What is chess coming to?

     Everybody knows these days that engines have invaded correspondence play, but what about OTB tournaments?  Are they suffering the same invasion?
     During the Zadar open, held 16-22 December last year, a player was searched after being suspected of cheating.  Borislav Ivanov, a 25-year-old Bulgarian who works as a programmer and has a rating of 2227, scored 6-3 with a 2697 performance rating.   The tournament also included GMs Bojan Kurajica, Robert Zelcic, Zdenko Kozul and Ivan Saric.  Ivanov’s results got the TDs suspicious so they decided to search him.  According to newspaper reports, Ivanov voluntarily took off his shirt, emptied his pockets and let them inspect his pen; nothing was found. Nevertheless, most people on the forums I have read think he is guilty.     
     One ‘fact’ that he cheated is that Ivanov was ranked no. 114 in Bulgaria and in playing over 400 FIDE rated games his rating was never over his current 2227.  So a 2697 performance rating is positive ‘proof’ he cheated.
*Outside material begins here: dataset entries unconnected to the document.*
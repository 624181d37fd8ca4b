//! Optional periodic purge of long-expired spots.
//!
//! Expiry itself is a display filter; this job only bounds the growth of the
//! append-only collection. The effective retention is never shorter than the
//! visibility window, so a visible spot is never purged.

use std::sync::Arc;
use std::time::Duration;

use quietfinder_core::clock::Clock;
use quietfinder_core::expiry::TIME_LIMIT_MS;
use quietfinder_core::types::EpochMillis;
use quietfinder_events::DbSpotStore;
use tokio_util::sync::CancellationToken;

/// How often the purge runs.
pub const PURGE_INTERVAL: Duration = Duration::from_secs(3600);

/// Retention period for a `SPOT_RETENTION_HOURS` setting.
pub fn retention_from_hours(hours: u64) -> Duration {
    Duration::from_secs(hours.saturating_mul(3600))
}

/// Oldest timestamp that survives a purge at `now`.
pub fn purge_cutoff(now: EpochMillis, retention: Duration) -> EpochMillis {
    let retention_ms = i64::try_from(retention.as_millis()).unwrap_or(i64::MAX);
    now.saturating_sub(retention_ms.max(TIME_LIMIT_MS))
}

/// Run the purge loop until `cancel` is triggered.
pub async fn run(
    store: Arc<DbSpotStore>,
    clock: Arc<dyn Clock>,
    retention: Duration,
    cancel: CancellationToken,
) {
    tracing::info!(
        retention_secs = retention.as_secs(),
        interval_secs = PURGE_INTERVAL.as_secs(),
        "Spot retention job started"
    );

    let mut interval = tokio::time::interval(PURGE_INTERVAL);

    loop {
        tokio::select! {
            _ = cancel.cancelled() => {
                tracing::info!("Spot retention job stopping");
                break;
            }
            _ = interval.tick() => {
                let cutoff = purge_cutoff(clock.now(), retention);
                match store.purge_older_than(cutoff).await {
                    Ok(0) => tracing::debug!("Spot retention: nothing to purge"),
                    Ok(deleted) => tracing::info!(deleted, cutoff, "Spot retention: purged old spots"),
                    Err(e) => tracing::error!(error = %e, "Spot retention: purge failed"),
                }
            }
        }
    }
}
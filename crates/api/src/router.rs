//! HTTP surface of the spot server.
//!
//! [`build_app_router`] is the only place routes and middleware are put
//! together; `main.rs` and the integration tests both go through it.

use std::time::Duration;

use axum::http::header::CONTENT_TYPE;
use axum::http::{HeaderName, Method, StatusCode};
use axum::Router;
use quietfinder_core::wire::API_PREFIX;
use tower_http::catch_panic::CatchPanicLayer;
use tower_http::cors::CorsLayer;
use tower_http::request_id::{MakeRequestUuid, PropagateRequestIdLayer, SetRequestIdLayer};
use tower_http::timeout::TimeoutLayer;
use tower_http::trace::{DefaultMakeSpan, DefaultOnResponse, TraceLayer};
use tracing::Level;

use crate::config::ServerConfig;
use crate::routes;
use crate::state::AppState;

/// Header carrying the per-request id, echoed back on every response.
pub const REQUEST_ID_HEADER: &str = "x-request-id";

/// Browsers cache a CORS preflight for this long.
const PREFLIGHT_MAX_AGE: Duration = Duration::from_secs(3600);

/// Assemble `/health` plus the versioned spot API under [`API_PREFIX`].
///
/// Layers, outermost first: CORS, request id, tracing, request id
/// propagation, timeout, panic recovery. The timeout only bounds the HTTP
/// exchange; an upgraded feed socket outlives it.
pub fn build_app_router(state: AppState, config: &ServerConfig) -> Router {
    let request_id = HeaderName::from_static(REQUEST_ID_HEADER);

    let trace = TraceLayer::new_for_http()
        .make_span_with(DefaultMakeSpan::new().level(Level::INFO))
        .on_response(DefaultOnResponse::new().level(Level::INFO));

    let timeout = TimeoutLayer::with_status_code(
        StatusCode::REQUEST_TIMEOUT,
        Duration::from_secs(config.request_timeout_secs),
    );

    Router::new()
        .merge(routes::health::router())
        .nest(API_PREFIX, routes::api_routes())
        .layer(CatchPanicLayer::new())
        .layer(timeout)
        .layer(PropagateRequestIdLayer::new(request_id.clone()))
        .layer(trace)
        .layer(SetRequestIdLayer::new(request_id, MakeRequestUuid))
        .layer(build_cors_layer(config))
        .with_state(state)
}

/// CORS for the map widget's origins.
///
/// The widget only reads spots and appends new ones, so GET and POST with a
/// JSON body are all it needs. The request id is exposed so a failed write
/// can be matched to the server log. Panics on an unparseable origin.
pub fn build_cors_layer(config: &ServerConfig) -> CorsLayer {
    let origins: Vec<_> = config
        .cors_origins
        .iter()
        .map(|o| {
            o.parse()
                .unwrap_or_else(|e| panic!("Invalid CORS origin '{o}': {e}"))
        })
        .collect();

    CorsLayer::new()
        .allow_origin(origins)
        .allow_methods([Method::GET, Method::POST])
        .allow_headers([CONTENT_TYPE])
        .expose_headers([HeaderName::from_static(REQUEST_ID_HEADER)])
        .max_age(PREFLIGHT_MAX_AGE)
}
use hmac::{Hmac, Mac};
use md5::{Digest, Md5};
use sha1::Sha1;

type HmacSha1 = Hmac<Sha1>;

/// Key material for MESSAGE-INTEGRITY, either the short-term `pwd` from ICE
/// signaling or the long-term `MD5(username:realm:password)` TURN uses.
#[derive(Debug, Clone)]
pub enum Credentials {
    ShortTerm { pwd: String },
    LongTerm {
        username: String,
        realm: String,
        password: String,
    },
}

impl Credentials {
    pub fn short_term(pwd: impl Into<String>) -> Self {
        Self::ShortTerm { pwd: pwd.into() }
    }

    pub fn long_term(username: impl Into<String>, realm: impl Into<String>, password: impl Into<String>) -> Self {
        Self::LongTerm {
            username: username.into(),
            realm: realm.into(),
            password: password.into(),
        }
    }

    pub(crate) fn key(&self) -> Vec<u8> {
        match self {
            Credentials::ShortTerm { pwd } => pwd.as_bytes().to_vec(),
            Credentials::LongTerm {
                username,
                realm,
                password,
            } => {
                let mut hasher = Md5::new();
                hasher.update(format!("{username}:{realm}:{password}").as_bytes());
                hasher.finalize().to_vec()
            }
        }
    }
}

/// HMAC-SHA1 over `data`, used both to compute and to verify MESSAGE-INTEGRITY.
pub(crate) fn hmac_sha1(key: &[u8], data: &[u8]) -> [u8; 20] {
    let mut mac = HmacSha1::new_from_slice(key).expect("HMAC accepts keys of any length");
    mac.update(data);
    mac.finalize().into_bytes().into()
}

const FINGERPRINT_XOR: u32 = 0x5354_554E;

/// CRC-32 (IEEE 802.3) of `data`, XORed with the FINGERPRINT magic constant.
pub(crate) fn fingerprint_crc32(data: &[u8]) -> u32 {
    const CRC: crc::Crc<u32> = crc::Crc::<u32>::new(&crc::CRC_32_ISO_HDLC);
    CRC.checksum(data) ^ FINGERPRINT_XOR
}
#![deny(unreachable_pub, unsafe_code)]

//! Wire format for the handful of fields this ICE agent exchanges via
//! external signaling: candidate lines and the `ice-ufrag`/`ice-pwd`/
//! candidates/`end-of-candidates` session description block.

use std::fmt;
use std::net::IpAddr;

use nom::bytes::complete::{tag_no_case, take_till1};
use nom::character::complete::multispace0;
use nom::combinator::{map, map_res, opt};
use nom::sequence::terminated;
use nom::IResult;
use thiserror::Error;

#[derive(Debug, Error, PartialEq, Eq)]
pub enum ParseError {
    #[error("malformed candidate line: {0}")]
    Candidate(String),
    #[error("malformed session description line: {0}")]
    SessionDescription(String),
}

/// A socket address that may be a literal IP or (rarely, from some peers) a hostname.
#[derive(Debug, Clone, PartialEq, Eq)]
pub enum UntaggedAddress {
    IpAddress(IpAddr),
    Fqdn(String),
}

impl fmt::Display for UntaggedAddress {
    fn fmt(&self, f: &mut fmt::Formatter<'_>) -> fmt::Result {
        match self {
            UntaggedAddress::IpAddress(ip) => write!(f, "{ip}"),
            UntaggedAddress::Fqdn(name) => write!(f, "{name}"),
        }
    }
}

/// One ICE candidate, in the textual form exchanged via signaling (RFC 8839 §5.1).
#[derive(Debug, Clone, PartialEq, Eq)]
pub struct IceCandidate {
    pub foundation: String,
    pub component: u32,
    pub transport: String,
    pub priority: u32,
    pub address: UntaggedAddress,
    pub port: u16,
    pub typ: String,
    pub rel_addr: Option<UntaggedAddress>,
    pub rel_port: Option<u16>,
    /// Trailing extension tokens (`key value` pairs) this parser doesn't
    /// interpret but preserves so a re-encoded line round-trips.
    pub unknown: Vec<String>,
}

impl fmt::Display for IceCandidate {
    fn fmt(&self, f: &mut fmt::Formatter<'_>) -> fmt::Result {
        write!(
            f,
            "{} {} {} {} {} {} typ {}",
            self.foundation, self.component, self.transport, self.priority, self.address, self.port, self.typ
        )?;

        if let (Some(addr), Some(port)) = (&self.rel_addr, self.rel_port) {
            write!(f, " raddr {addr} rport {port}")?;
        }

        for extra in &self.unknown {
            write!(f, " {extra}")?;
        }

        Ok(())
    }
}

impl IceCandidate {
    pub fn parse(input: &str) -> Result<Self, ParseError> {
        match candidate_line(input.trim()) {
            Ok((_, candidate)) => Ok(candidate),
            Err(_) => Err(ParseError::Candidate(input.to_owned())),
        }
    }
}

fn token(input: &str) -> IResult<&str, &str> {
    terminated(take_till1(|c: char| c.is_whitespace()), multispace0)(input)
}

fn ip_or_fqdn(input: &str) -> IResult<&str, UntaggedAddress> {
    map(token, |s| match s.parse::<IpAddr>() {
        Ok(ip) => UntaggedAddress::IpAddress(ip),
        Err(_) => UntaggedAddress::Fqdn(s.to_owned()),
    })(input)
}

fn u32_token(input: &str) -> IResult<&str, u32> {
    map_res(token, str::parse)(input)
}

fn u16_token(input: &str) -> IResult<&str, u16> {
    map_res(token, str::parse)(input)
}

fn related(input: &str) -> IResult<&str, (UntaggedAddress, u16)> {
    let (input, _) = tag_no_case("raddr")(input)?;
    let (input, _) = multispace0(input)?;
    let (input, addr) = ip_or_fqdn(input)?;
    let (input, _) = tag_no_case("rport")(input)?;
    let (input, _) = multispace0(input)?;
    let (input, port) = u16_token(input)?;
    Ok((input, (addr, port)))
}

fn candidate_line(input: &str) -> IResult<&str, IceCandidate> {
    let (input, foundation) = map(token, str::to_owned)(input)?;
    let (input, component) = u32_token(input)?;
    let (input, transport) = map(token, str::to_owned)(input)?;
    let (input, priority) = u32_token(input)?;
    let (input, address) = ip_or_fqdn(input)?;
    let (input, port) = u16_token(input)?;
    let (input, _) = tag_no_case("typ")(input)?;
    let (input, _) = multispace0(input)?;
    let (input, typ) = map(token, str::to_owned)(input)?;
    let (input, related) = opt(related)(input)?;
    let (rel_addr, rel_port) = match related {
        Some((addr, port)) => (Some(addr), Some(port)),
        None => (None, None),
    };

    let unknown = input
        .split_whitespace()
        .map(str::to_owned)
        .collect::<Vec<_>>();

    Ok((
        "",
        IceCandidate {
            foundation,
            component,
            transport,
            priority,
            address,
            port,
            typ,
            rel_addr,
            rel_port,
            unknown,
        },
    ))
}

/// Key/value fields of a session description exchanged over signaling,
/// scoped to exactly what ICE needs (no SDP media/origin/timing lines).
#[derive(Debug, Clone, PartialEq, Eq, Default)]
pub struct SessionDescription {
    pub ice_ufrag: String,
    pub ice_pwd: String,
    pub candidates: Vec<IceCandidate>,
    pub end_of_candidates: bool,
}

impl fmt::Display for SessionDescription {
    fn fmt(&self, f: &mut fmt::Formatter<'_>) -> fmt::Result {
        writeln!(f, "ice-ufrag:{}", self.ice_ufrag)?;
        writeln!(f, "ice-pwd:{}", self.ice_pwd)?;
        for candidate in &self.candidates {
            writeln!(f, "candidate:{candidate}")?;
        }
        if self.end_of_candidates {
            writeln!(f, "end-of-candidates")?;
        }
        Ok(())
    }
}

impl SessionDescription {
    pub fn parse(input: &str) -> Result<Self, ParseError> {
        let mut session = SessionDescription::default();

        for line in input.lines() {
            let line = line.trim();
            if line.is_empty() {
                continue;
            }

            if let Some(rest) = line.strip_prefix("ice-ufrag:") {
                session.ice_ufrag = rest.to_owned();
            } else if let Some(rest) = line.strip_prefix("ice-pwd:") {
                session.ice_pwd = rest.to_owned();
            } else if let Some(rest) = line.strip_prefix("candidate:") {
                session.candidates.push(IceCandidate::parse(rest)?);
            } else if line == "end-of-candidates" {
                session.end_of_candidates = true;
            } else {
                return Err(ParseError::SessionDescription(line.to_owned()));
            }
        }

        Ok(session)
    }
}

#[cfg(test)]
mod tests {
    use super::*;

    #[test]
    fn candidate_round_trips() {
        let line = "1 1 UDP 2130706431 192.0.2.1 54321 typ host";
        let candidate = IceCandidate::parse(line).unwrap();

        assert_eq!(candidate.foundation, "1");
        assert_eq!(candidate.component, 1);
        assert_eq!(candidate.transport, "UDP");
        assert_eq!(candidate.priority, 2130706431);
        assert_eq!(candidate.address, UntaggedAddress::IpAddress("192.0.2.1".parse().unwrap()));
        assert_eq!(candidate.port, 54321);
        assert_eq!(candidate.typ, "host");
        assert_eq!(candidate.rel_addr, None);

        assert_eq!(candidate.to_string(), line);
    }

    #[test]
    fn candidate_with_related_address_round_trips() {
        let line = "2 1 UDP 1694498815 203.0.113.1 4242 typ srflx raddr 192.0.2.1 rport 54321";
        let candidate = IceCandidate::parse(line).unwrap();

        assert_eq!(candidate.typ, "srflx");
        assert_eq!(
            candidate.rel_addr,
            Some(UntaggedAddress::IpAddress("192.0.2.1".parse().unwrap()))
        );
        assert_eq!(candidate.rel_port, Some(54321));
        assert_eq!(candidate.to_string(), line);
    }

    #[test]
    fn session_description_round_trips() {
        let input = "ice-ufrag:abcd\nice-pwd:0123456789abcdef01234567\ncandidate:1 1 UDP 2130706431 192.0.2.1 54321 typ host\nend-of-candidates\n";
        let session = SessionDescription::parse(input).unwrap();

        assert_eq!(session.ice_ufrag, "abcd");
        assert_eq!(session.ice_pwd, "0123456789abcdef01234567");
        assert_eq!(session.candidates.len(), 1);
        assert!(session.end_of_candidates);

        assert_eq!(session.to_string(), input);
    }

    #[test]
    fn rejects_garbage_candidate() {
        assert!(IceCandidate::parse("not a candidate line").is_err());
    }
}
     Others have cheated in OTB events. Clemens Allwermann cheated with an earpiece linked to Fritz at the Bobingen Open 1999 and was awarded first prize, but he got caught.  Sebastien Feller and his two accomplices cheated with the aid of a long-distance computer link at the 2010 Olympiad; they got caught. Umakant Sharma cheated at a 2006 Indian tournament with a device sewn into his cap; he got caught, too. Other lower rated players have unsuccessfully tried cheating using cellphones.
     Ivanov’s alleged cheating is remarkable because nobody can figure out how he did it...  One forum discussion had someone offering up a pretty clever way he could have done it with the help of an accomplice using hand signals.  One person subjected his moves to analysis with Houdini and came to the conclusion that Ivanov had a high match rate with. Another stated that Ivanov’s previous games were boring affairs and he was routinely whipped by stronger opponents, but in this tournament some of his wins against GMs were the result of sharp tactics. Another point some people made was that at his age of 25, he is simply too old to make such a drastic and sudden improvement. All ‘proof’ of cheating.
     Maybe it is just a sign of the times.  We have athletes cheating by using performance enhancing drugs in just about all sports so these days when somebody performs well you just don’t know. When a low rated chess player performs well everybody is suspect of his performance. It’s almost as if cheating has become the norm that we expect from anybody who performs well or has been successful.
     Ivanov’s results at Zadar had to be exciting for him…but then when a lot of people started saying he cheated, it had to destroy the moment and that is sad. If his next tournament is anything less than stellar many people will offer that as more ‘proof’ that his Zadar result was the result of cheating.  I guess he is guilty until proven innocent.
     I don’t know about Ivanov. For all I know the guy had the performance of his life and I for one, hope this is the case.  In fact I hope the guy has many, many more 2600 performance ratings and gets his GM title.